Los ojos del caballero de plata se abrieron como platos y sintió miedo de ver a aquel hombre dominándolo.

-Estás jugando Aioria, no es para tanto… te juro que no vi el rostro de la chica… a demás no iré con el cuento a nadie.-

Aioria relajó el rostro pero siguió aprisionándole y mirando intensamente sus ojos azules.

-Está bien solo quería asegurarme que guardarías el secreto. ¿Así que querías ver que clase de persona soy o que es lo que hago?.- Le contestó evidentemente jugando con él, mirando con lascivia sus labios. Cristal le dedicó una mirada fría y luego sonrió.

-¿Siempre juegas con la gente? Llegará un día en el que te enamores y tú serás el juguete… y por cierto creo que necesitas ayuda con esto…- Cristal bajó su mano hasta la entrepierna de Aioria dejándola sobre su sexo que reaccionó al tacto. Se sorprendió de aquella acción y le sonrió, bajó un brazo al sentir un escalofrío.

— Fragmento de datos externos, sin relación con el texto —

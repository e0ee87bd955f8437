//! Loyalty program domain types: tiers, purchase records, reward catalog,
//! recommendations and the redemption ledger's records.
//!
//! Three-tier structure keyed on cumulative spend: Gold → Silver → Platinum.
//! Gold is the entry level; Platinum is the top.

use chrono::{DateTime, Utc};
use serde::{Deserialize, Serialize};
use std::collections::HashMap;
use std::fmt;

// ─── Tier System ────────────────────────────────────────────────────────────

/// Membership tiers, ordered from entry level to top.
#[derive(Debug, Clone, Copy, Serialize, Deserialize, PartialEq, Eq, PartialOrd, Ord, Hash)]
pub enum Tier {
    /// Entry-level. 1.0x earn rate. Spend in [0, 500).
    Gold,
    /// Spend in [500, 2000). 1.25x earn rate.
    Silver,
    /// Spend of 2000 and above. 1.5x earn rate.
    Platinum,
}

impl Tier {
    pub const ALL: [Tier; 3] = [Tier::Gold, Tier::Silver, Tier::Platinum];

    /// Points earning multiplier for this tier.
    pub fn earning_rate(&self) -> f64 {
        match self {
            Tier::Gold => 1.0,
            Tier::Silver => 1.25,
            Tier::Platinum => 1.5,
        }
    }

    /// Default cumulative spend required to enter this tier.
    pub fn min_spend(&self) -> f64 {
        match self {
            Tier::Gold => 0.0,
            Tier::Silver => 500.0,
            Tier::Platinum => 2000.0,
        }
    }

    pub fn benefits(&self) -> &'static [&'static str] {
        match self {
            Tier::Gold => &[
                "Birthday rewards",
                "Early access to sales (24h)",
                "Standard returns (30 days)",
                "Member-only promotions",
            ],
            Tier::Silver => &[
                "All Gold benefits",
                "Free standard shipping",
                "Priority customer service",
                "Extended returns (60 days)",
                "Quarterly bonus points",
            ],
            Tier::Platinum => &[
                "All Silver benefits",
                "Free express shipping",
                "Dedicated concierge",
                "Exclusive events",
                "Personal shopper access",
                "Monthly bonus points",
            ],
        }
    }

    /// The tier above this one, if any.
    pub fn next(&self) -> Option<Tier> {
        match self {
            Tier::Gold => Some(Tier::Silver),
            Tier::Silver => Some(Tier::Platinum),
            Tier::Platinum => None,
        }
    }

    pub fn as_str(&self) -> &'static str {
        match self {
            Tier::Gold => "Gold",
            Tier::Silver => "Silver",
            Tier::Platinum => "Platinum",
        }
    }
}

impl Default for Tier {
    fn default() -> Self {
        Tier::Gold
    }
}

impl fmt::Display for Tier {
    fn fmt(&self, f: &mut fmt::Formatter<'_>) -> fmt::Result {
        f.write_str(self.as_str())
    }
}

/// Static description of a tier for display.
#[derive(Debug, Clone, Serialize)]
pub struct TierInfo {
    pub tier: Tier,
    pub earning_rate: f64,
    pub min_spend: f64,
    pub benefits: Vec<String>,
}

impl From<Tier> for TierInfo {
    fn from(tier: Tier) -> Self {
        Self {
            tier,
            earning_rate: tier.earning_rate(),
            min_spend: tier.min_spend(),
            benefits: tier.benefits().iter().map(|b| b.to_string()).collect(),
        }
    }
}

// ─── Purchases ──────────────────────────────────────────────────────────────

/// A purchase record as delivered by the order system. Every field may be
/// missing upstream; accessors coerce missing amounts to zero.
#[derive(Debug, Clone, Default, Serialize, Deserialize, PartialEq)]
#[serde(rename_all = "camelCase")]
pub struct Transaction {
    #[serde(default)]
    pub timestamp: Option<String>,
    #[serde(default)]
    pub product_name: Option<String>,
    #[serde(default)]
    pub category: Option<String>,
    #[serde(default)]
    pub purchase_amount: Option<f64>,
    #[serde(default)]
    pub points: Option<u64>,
}

impl Transaction {
    pub fn new(
        product_name: impl Into<String>,
        category: impl Into<String>,
        purchase_amount: f64,
        points: u64,
    ) -> Self {
        Self {
            timestamp: None,
            product_name: Some(product_name.into()),
            category: Some(category.into()),
            purchase_amount: Some(purchase_amount),
            points: Some(points),
        }
    }

    pub fn at(mut self, timestamp: impl Into<String>) -> Self {
        self.timestamp = Some(timestamp.into());
        self
    }

    /// Purchase amount, with missing or negative values treated as 0.
    pub fn amount_or_zero(&self) -> f64 {
        self.purchase_amount
            .filter(|a| a.is_finite())
            .unwrap_or(0.0)
            .max(0.0)
    }

    pub fn points_or_zero(&self) -> u64 {
        self.points.unwrap_or(0)
    }

    /// Category, ignoring blank strings.
    pub fn category(&self) -> Option<&str> {
        self.category.as_deref().filter(|c| !c.is_empty())
    }

    pub fn product_name(&self) -> Option<&str> {
        self.product_name.as_deref().filter(|p| !p.is_empty())
    }

    /// Calendar date portion (`YYYY-MM-DD`) of the timestamp.
    pub fn date(&self) -> Option<&str> {
        self.timestamp.as_deref().map(|t| t.get(..10).unwrap_or(t))
    }
}

/// Aggregate view of a purchase history. Recomputed on demand, never stored.
#[derive(Debug, Clone, Default, Serialize, PartialEq)]
pub struct PurchasePatterns {
    pub category_counts: HashMap<String, usize>,
    /// Highest-count categories, count descending, first-seen order on ties.
    pub top_categories: Vec<(String, usize)>,
    pub total_transactions: usize,
    pub total_spent: f64,
    pub total_points_earned: u64,
    pub recent_items: Vec<String>,
    pub favorite_category: Option<String>,
}

// ─── Members ────────────────────────────────────────────────────────────────

/// Reference to a redeemed reward kept on the member.
#[derive(Debug, Clone, Serialize, Deserialize, PartialEq)]
pub struct RewardRef {
    pub id: u32,
    pub name: String,
    pub points_cost: u64,
}

impl From<&RewardCatalogItem> for RewardRef {
    fn from(item: &RewardCatalogItem) -> Self {
        Self {
            id: item.id,
            name: item.name.clone(),
            points_cost: item.points_cost,
        }
    }
}

/// A loyalty member. `tier`/`annual_spend` change only through the tier
/// engine; `points_balance`/`redeemed_rewards` only through the ledger.
#[derive(Debug, Clone, Serialize, Deserialize, PartialEq)]
pub struct Member {
    pub id: String,
    pub name: String,
    pub tier: Tier,
    pub points_balance: u64,
    pub lifetime_points: u64,
    pub annual_spend: f64,
    pub member_since: Option<String>,
    pub redeemed_rewards: Vec<RewardRef>,
    /// Names of earned badges, in the order they were earned.
    #[serde(default)]
    pub badges: Vec<String>,
    #[serde(default)]
    pub streak_days: u32,
}

impl Member {
    pub fn new(id: impl Into<String>, points_balance: u64) -> Self {
        Self {
            id: id.into(),
            name: String::new(),
            tier: Tier::Gold,
            points_balance,
            lifetime_points: 0,
            annual_spend: 0.0,
            member_since: None,
            redeemed_rewards: Vec::new(),
            badges: Vec::new(),
            streak_days: 0,
        }
    }
}

/// Balance record returned by the customer data service.
#[derive(Debug, Clone, Default, Serialize, Deserialize, PartialEq)]
#[serde(rename_all = "camelCase")]
pub struct CustomerBalance {
    pub customer_id: String,
    #[serde(default)]
    pub customer_name: Option<String>,
    #[serde(default)]
    pub points_balance: u64,
    #[serde(default)]
    pub created_at: Option<String>,
}

// ─── Rewards ────────────────────────────────────────────────────────────────

/// A redeemable reward. Static reference data.
#[derive(Debug, Clone, Serialize, Deserialize, PartialEq)]
pub struct RewardCatalogItem {
    pub id: u32,
    pub name: String,
    pub category: String,
    pub points_cost: u64,
    pub dollar_value: f64,
    #[serde(default)]
    pub tier_exclusive: Option<Tier>,
    pub stock: u32,
    #[serde(default)]
    pub limited: bool,
}

impl RewardCatalogItem {
    pub fn new(
        id: u32,
        name: impl Into<String>,
        category: impl Into<String>,
        points_cost: u64,
        dollar_value: f64,
        stock: u32,
    ) -> Self {
        Self {
            id,
            name: name.into(),
            category: category.into(),
            points_cost,
            dollar_value,
            tier_exclusive: None,
            stock,
            limited: false,
        }
    }

    pub fn exclusive_to(mut self, tier: Tier) -> Self {
        self.tier_exclusive = Some(tier);
        self
    }

    pub fn limited(mut self) -> Self {
        self.limited = true;
        self
    }

    /// Whether a member of `tier` may redeem this reward. Exclusivity is a
    /// floor: a Platinum member satisfies a Silver-exclusive reward.
    pub fn available_to(&self, tier: Tier) -> bool {
        self.tier_exclusive.map_or(true, |required| tier >= required)
    }
}

/// A scored catalog item with the reasons behind its score.
#[derive(Debug, Clone, Serialize, PartialEq)]
pub struct Recommendation {
    pub reward: RewardCatalogItem,
    pub score: u32,
    pub reasons: Vec<String>,
}

// ─── Ledger ─────────────────────────────────────────────────────────────────

/// One committed redemption.
#[derive(Debug, Clone, Serialize, Deserialize, PartialEq)]
pub struct RedemptionRecord {
    pub reward_id: u32,
    pub reward_name: String,
    pub points_spent: u64,
    pub dollar_value: f64,
    pub timestamp: DateTime<Utc>,
}

/// Running totals over the redemption history.
#[derive(Debug, Clone, Default, Serialize, PartialEq)]
pub struct LedgerStats {
    pub total_redemptions: usize,
    pub total_points_redeemed: u64,
    pub total_value_redeemed: f64,
}

impl LedgerStats {
    pub fn from_history(history: &[RedemptionRecord]) -> Self {
        history.iter().fold(Self::default(), |mut acc, r| {
            acc.record(r);
            acc
        })
    }

    pub fn record(&mut self, record: &RedemptionRecord) {
        self.total_redemptions += 1;
        self.total_points_redeemed += record.points_spent;
        self.total_value_redeemed += record.dollar_value;
    }
}

/// Payload sent to the remote redemption service.
#[derive(Debug, Clone, Serialize, Deserialize, PartialEq)]
#[serde(rename_all = "camelCase")]
pub struct RedemptionRequest {
    pub customer_id: String,
    pub reward_name: String,
    pub points_redeemed: u64,
    pub category: String,
    pub reward_value: f64,
    pub redeemed_at: DateTime<Utc>,
}

// ─── Achievements ───────────────────────────────────────────────────────────

#[derive(Debug, Clone, Serialize, Deserialize, PartialEq)]
pub struct Badge {
    pub name: String,
    pub icon: String,
    pub description: String,
}

/// Member-controlled switches for the assistant and personalized ranking.
#[derive(Debug, Clone, Copy, Serialize, Deserialize, PartialEq)]
pub struct AiPreferences {
    #[serde(default = "enabled")]
    pub ai_enabled: bool,
    #[serde(default = "enabled")]
    pub personalization_enabled: bool,
}

fn enabled() -> bool {
    true
}

impl Default for AiPreferences {
    fn default() -> Self {
        Self {
            ai_enabled: true,
            personalization_enabled: true,
        }
    }
}

impl AiPreferences {
    /// Personalized ranking needs both switches on.
    pub fn personalized(&self) -> bool {
        self.ai_enabled && self.personalization_enabled
    }
}

// ─── Challenges ─────────────────────────────────────────────────────────────

/// A bonus-points quest.
#[derive(Debug, Clone, Serialize, Deserialize, PartialEq)]
pub struct Challenge {
    pub id: u32,
    pub name: String,
    pub description: String,
    pub bonus_points: u64,
    pub progress: u32,
    pub target: u32,
    pub ends: String,
}

impl Challenge {
    /// Completion percentage; a zero target counts as complete.
    pub fn percent(&self) -> f64 {
        if self.target == 0 {
            return 100.0;
        }
        (self.progress as f64 / self.target as f64) * 100.0
    }

    pub fn is_complete(&self) -> bool {
        self.progress >= self.target
    }
}

#[cfg(test)]
mod tests {
    use super::*;

    #[test]
    fn test_tier_ordering() {
        assert!(Tier::Gold < Tier::Silver);
        assert!(Tier::Silver < Tier::Platinum);
        assert_eq!(Tier::Gold.next(), Some(Tier::Silver));
        assert_eq!(Tier::Platinum.next(), None);
    }

    #[test]
    fn test_tier_info() {
        let info = TierInfo::from(Tier::Silver);
        assert_eq!(info.earning_rate, 1.25);
        assert_eq!(info.min_spend, 500.0);
        assert_eq!(info.benefits[0], "All Gold benefits");
    }

    #[test]
    fn test_transaction_deserialize_missing_fields() {
        let tx: Transaction =
            serde_json::from_str(r#"{"productName":"Kettle","purchaseAmount":null}"#).unwrap();
        assert_eq!(tx.product_name(), Some("Kettle"));
        assert_eq!(tx.category(), None);
        assert_eq!(tx.amount_or_zero(), 0.0);
        assert_eq!(tx.points_or_zero(), 0);
    }

    #[test]
    fn test_transaction_date() {
        let tx = Transaction::new("Kettle", "Home", 20.0, 20).at("2026-01-13T10:22:00");
        assert_eq!(tx.date(), Some("2026-01-13"));
    }

    #[test]
    fn test_available_to() {
        let item = RewardCatalogItem::new(1, "VIP", "Experiences", 3500, 150.0, 10)
            .exclusive_to(Tier::Silver);
        assert!(!item.available_to(Tier::Gold));
        assert!(item.available_to(Tier::Silver));
        assert!(item.available_to(Tier::Platinum));
    }

    #[test]
    fn test_member_deserialize_without_achievements() {
        let m: Member = serde_json::from_str(
            r#"{"id":"CUST001","name":"Alex D.","tier":"Silver","points_balance":18574,
                "lifetime_points":19222,"annual_spend":1531.58,"member_since":null,
                "redeemed_rewards":[]}"#,
        )
        .unwrap();
        assert!(m.badges.is_empty());
        assert_eq!(m.streak_days, 0);
    }

    #[test]
    fn test_ai_preferences() {
        assert!(AiPreferences::default().personalized());
        let prefs: AiPreferences = serde_json::from_str(r#"{"ai_enabled":false}"#).unwrap();
        assert!(prefs.personalization_enabled);
        assert!(!prefs.personalized());
    }

    #[test]
    fn test_challenge_percent() {
        let c = Challenge {
            id: 1,
            name: "Review Champion".into(),
            description: "Write 5 product reviews".into(),
            bonus_points: 300,
            progress: 3,
            target: 5,
            ends: "7 days".into(),
        };
        assert_eq!(c.percent(), 60.0);
        assert!(!c.is_complete());
    }
}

-Pues ese día todavía no llega vaya y yo que pensaba que eras tan mojigato.-

Sin pensarlo más ante aquellas palabras tan duras concentro aire frío en la mano y le dio una ráfaga de frío justo en aquella parte sensible.

-Ahí tienes tu ayuda…-

-¡Oye eso duele!.- Doblándose del dolor.

-Hasta luego Aioria…- Mientras se escapaba por el lado que había dejado libre.

-Maldito niño bonito…- Se quejo mientras se recuperaba recargado en la pared.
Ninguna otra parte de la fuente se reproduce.